Absurdly, these realities coexist with an ongoing emphasis on professionalisation. Translators and interpreters are increasingly encouraged to undertake continuous professional development, entrepreneurial training, personal branding, specialisation, networking, and AI upskilling in order to remain “competitive” within the market.
This raises a difficult but necessary question:
What happens when a profession continuously raises the demands placed on practitioners while becoming materially less capable of sustaining them?
The contradiction is striking. Professionalisation is traditionally associated with stability, dignity, autonomy, economic security, and upward mobility. Yet many translators and interpreters, including those with high academic qualifications and years of experience, are still being asked to invest time, money, emotional labour, and self-discipline into work that often no longer provide stable livelihoods.
In this sense, professionalisation risks becoming less a protection against precarity and more a mechanism for depoliticising and normalising it.
A particularly relevant insight here comes from the sociologist Angela McRobbie and her critique of professionalisation in creative labour. McRobbie argues that contemporary forms of freelance and creative work increasingly encourage individuals to internalise insecurity as a personal responsibility rather than recognise it as a structural condition. Workers are taught to continuously reinvent themselves, remain passionate, resilient, entrepreneurial, flexible, and endlessly self-improving, even as working conditions deteriorate and basic protections such as paid sick leave and pension contributions are weakened or absent. Under this logic, precarity becomes normalised through the language of aspiration, self-development, and self-actualisation.
Professionalisation can begin to function as a disciplinary mechanism for translators and interpreters: practitioners are encouraged to continuously invest in themselves emotionally, intellectually, and financially in order to remain “competitive,” while the structural causes of insecurity remain largely unquestioned. In this sense, the promise of professionalisation may paradoxically trap translators within a cycle of perpetual self-investment without corresponding material security, while obscuring the possibility that some practitioners may need to consider whether continued participation in the sector remains economically viable.
That is why I focus my research on the political economy of the translation industry. In a previous article, I examined the structural factors behind persistent underpayment in translation and interpreting. I argued that financial insecurity in the industry is not primarily the result of individual shortcomings, but is produced through corporate practices that treat translators as cost variables rather than workers, and is sustained by weak legal and institutional protections. I also emphasised how outsourcing, inequality, and corporate-aligned institutional and academic narratives contribute to the normalisation and obscuring of these dynamics.
Therefore, translators and interpreters should be aware of the potential of a “precarity trap.” They should demand a shift in narrative. Both academia and professional organisations must foreground the labour rights of translators and interpreters and directly examine the role of intermediaries in shaping rates, working conditions, and job allocation. Advocacy for stronger legal protections for translators and interpreters is also necessary. Above all, we need to centre the recognition that deteriorating pay is a structurally produced outcome, not an individual failure that can be resolved through further professionalisation.
In addition, translators need to scrutinise how translation and interpreting companies may shape dominant narratives about translation and interpreting work. The risk of corporate influence over academic and institutional discourse must be taken seriously and actively resisted. What is needed is research and professional representation that are genuinely independent of commercial interests and firmly grounded in human rights and the public interest.
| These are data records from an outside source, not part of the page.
use serde::{Deserialize, Serialize};
use utoipa::{IntoParams, ToSchema};
use validator::{Validate, ValidationError};

use crate::entities::{InvestmentCycle, PortfolioEntry, PortfolioRecord};
use crate::schemas::etf::{EtfResponse, SettingsResponse};

#[derive(Debug, Clone, Serialize, Deserialize, ToSchema, Validate)]
#[validate(schema(function = "validate_schedule"))]
pub struct CreatePortfolioRequest {
    pub etf_id: i64,
    #[validate(range(exclusive_min = 0.0))]
    pub monthly_investment: f64,
    #[serde(default)]
    pub cycle: InvestmentCycle,
    /// Weekday (0 = Monday) for weekly plans, day of month for monthly ones.
    pub day: Option<i64>,
}

fn validate_schedule(req: &CreatePortfolioRequest) -> Result<(), ValidationError> {
    let valid = match (req.cycle, req.day) {
        (InvestmentCycle::Daily, _) | (_, None) => true,
        (InvestmentCycle::Weekly, Some(day)) => (0..=6).contains(&day),
        (InvestmentCycle::Monthly, Some(day)) => (1..=31).contains(&day),
    };
    if valid {
        Ok(())
    } else {
        Err(ValidationError::new("day_out_of_range"))
    }
}

#[derive(Debug, Clone, Serialize, Deserialize, IntoParams, Validate)]
#[into_params(parameter_in = Query)]
pub struct UpdatePortfolioQuery {
    #[validate(range(exclusive_min = 0.0))]
    pub monthly_investment: f64,
}

#[derive(Debug, Clone, Serialize, Deserialize, ToSchema)]
pub struct PortfolioResponse {
    pub id: i64,
    pub user_id: i64,
    pub etf_id: i64,
    pub monthly_investment: f64,
    pub cycle: InvestmentCycle,
    pub day: Option<i64>,
    pub created_at: String,
    pub updated_at: String,
    /// Present in listings.
    #[serde(skip_serializing_if = "Option::is_none")]
    pub etf: Option<EtfResponse>,
}

#[derive(Debug, Clone, Serialize, Deserialize, ToSchema)]
pub struct PortfolioOverview {
    pub portfolios: Vec<PortfolioResponse>,
    pub settings: Option<SettingsResponse>,
}

impl PortfolioRecord {
    pub fn to_response(&self) -> PortfolioResponse {
        PortfolioResponse {
            id: self.id,
            user_id: self.user_id,
            etf_id: self.etf_id,
            monthly_investment: self.monthly_investment,
            cycle: self.cycle,
            day: self.day,
            created_at: self.created_at.to_rfc3339(),
            updated_at: self.updated_at.to_rfc3339(),
            etf: None,
        }
    }
}

impl PortfolioEntry {
    pub fn to_response(&self) -> PortfolioResponse {
        PortfolioResponse {
            etf: Some(self.etf.to_response()),
            ..self.portfolio.to_response()
        }
    }
}

#[cfg(test)]
mod test {
    use super::*;

    fn req(cycle: InvestmentCycle, day: Option<i64>, amount: f64) -> CreatePortfolioRequest {
        CreatePortfolioRequest {
            etf_id: 1,
            monthly_investment: amount,
            cycle,
            day,
        }
    }

    #[test]
    fn schedule_days_are_checked_per_cycle() {
        assert!(req(InvestmentCycle::Weekly, Some(0), 1.0).validate().is_ok());
        assert!(req(InvestmentCycle::Weekly, Some(7), 1.0).validate().is_err());
        assert!(req(InvestmentCycle::Monthly, Some(31), 1.0).validate().is_ok());
        assert!(req(InvestmentCycle::Monthly, Some(0), 1.0).validate().is_err());
        assert!(req(InvestmentCycle::Daily, Some(99), 1.0).validate().is_ok());
        assert!(req(InvestmentCycle::Monthly, None, 1.0).validate().is_ok());
    }

    #[test]
    fn amount_must_be_positive() {
        assert!(req(InvestmentCycle::Monthly, None, 0.0).validate().is_err());
        assert!(req(InvestmentCycle::Monthly, None, -5.0).validate().is_err());
    }

    #[test]
    fn cycle_defaults_to_monthly() {
        let parsed: CreatePortfolioRequest =
            serde_json::from_str(r#"{"etf_id": 1, "monthly_investment": 10}"#).unwrap();
        assert_eq!(parsed.cycle, InvestmentCycle::Monthly);
        assert_eq!(parsed.day, None);
    }
}
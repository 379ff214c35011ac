//! Request and response bodies of the HTTP API.

pub mod chat;
pub mod etf;
pub mod notification;
pub mod portfolio;
pub mod user;

use serde::{Deserialize, Serialize};
use utoipa::ToSchema;

/// `{"message": "..."}` acknowledgement used by most mutating endpoints.
#[derive(Debug, Clone, Serialize, Deserialize, ToSchema)]
pub struct MessageResponse {
    pub message: String,
}

impl MessageResponse {
    pub fn new(message: impl Into<String>) -> Self {
        Self {
            message: message.into(),
        }
    }
}
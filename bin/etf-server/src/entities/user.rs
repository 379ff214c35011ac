use crate::entities::{dao::NewUser, dao::UserRecord, fmt_ts, parse_ts, SqliteStore};
use chrono::Utc;
use std::future::Future;

pub trait UserStore: Send + Sync + 'static {
    fn create_user(
        &self,
        user: NewUser,
    ) -> impl Future<Output = Result<UserRecord, sqlx::Error>> + Send;
    fn get_user(
        &self,
        id: i64,
    ) -> impl Future<Output = Result<Option<UserRecord>, sqlx::Error>> + Send;
    fn get_user_by_username(
        &self,
        username: &str,
    ) -> impl Future<Output = Result<Option<UserRecord>, sqlx::Error>> + Send;
    fn get_user_by_email(
        &self,
        email: &str,
    ) -> impl Future<Output = Result<Option<UserRecord>, sqlx::Error>> + Send;
}

type UserRow = (i64, String, String, String, Option<String>, String, String);

const USER_COLUMNS: &str = "id, username, hashed_password, name, email, created_at, updated_at";

fn from_row(row: UserRow) -> UserRecord {
    let (id, username, hashed_password, name, email, created_at, updated_at) = row;
    UserRecord {
        id,
        username,
        hashed_password,
        name,
        email,
        created_at: parse_ts(&created_at, "users.created_at"),
        updated_at: parse_ts(&updated_at, "users.updated_at"),
    }
}

impl UserStore for SqliteStore {
    async fn create_user(&self, user: NewUser) -> Result<UserRecord, sqlx::Error> {
        let now = fmt_ts(Utc::now());
        let row: UserRow = sqlx::query_as(&format!(
            "INSERT INTO users (username, hashed_password, name, email, created_at, updated_at) \
             VALUES (?1, ?2, ?3, ?4, ?5, ?5) RETURNING {USER_COLUMNS}"
        ))
        .bind(&user.username)
        .bind(&user.hashed_password)
        .bind(&user.name)
        .bind(&user.email)
        .bind(&now)
        .fetch_one(&self.pool)
        .await?;
        Ok(from_row(row))
    }

    async fn get_user(&self, id: i64) -> Result<Option<UserRecord>, sqlx::Error> {
        let row: Option<UserRow> =
            sqlx::query_as(&format!("SELECT {USER_COLUMNS} FROM users WHERE id = ?1"))
                .bind(id)
                .fetch_optional(&self.pool)
                .await?;
        Ok(row.map(from_row))
    }

    async fn get_user_by_username(&self, username: &str) -> Result<Option<UserRecord>, sqlx::Error> {
        let row: Option<UserRow> =
            sqlx::query_as(&format!("SELECT {USER_COLUMNS} FROM users WHERE username = ?1"))
                .bind(username)
                .fetch_optional(&self.pool)
                .await?;
        Ok(row.map(from_row))
    }

    async fn get_user_by_email(&self, email: &str) -> Result<Option<UserRecord>, sqlx::Error> {
        let row: Option<UserRow> =
            sqlx::query_as(&format!("SELECT {USER_COLUMNS} FROM users WHERE email = ?1"))
                .bind(email)
                .fetch_optional(&self.pool)
                .await?;
        Ok(row.map(from_row))
    }
}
Academia and professional organisations must focus on why secure, decent employment is becoming unattainable for translators and interpreters, despite their position as highly educated knowledge workers. Unfortunately, even current sustainability narratives sometimes imply that translators should sustain themselves without meaningful obligations on the part of translation and interpreting companies.
Translators and interpreters should also feel able to hold the executives of their professional organisations accountable, and to critically question academic and institutional narratives that place increasing pressure on them to continuously invest in upskilling without addressing the structural conditions shaping their incomes.
Translators and interpreters need to be aware that appeals to “human creativity” and professionalisation may unintentionally deepen the precarity trap by encouraging translators to invest even more unpaid emotional and intellectual labour into proving their value within a market structure that may still systematically undervalue them.
The problem is not professionalisation itself. The problem is when professionalisation rhetoric becomes detached from material questions of labour rights, income security, and precarity. Shouldn’t professionals be able to support themselves and their families? Shouldn’t professional work provide a realistic pathway to financial stability and dignity?
About the author
Fardous Bahbouh is a researcher and broadcast interpreter specialising in labour rights and the political economy of the translation and interpreting industry. Alongside her academic research, she continues to work with agencies and production companies that value interpreters and translators and provide fair working conditions. She also runs a small translation company and does not generalise critiques of large intermediaries to all translation companies or agencies.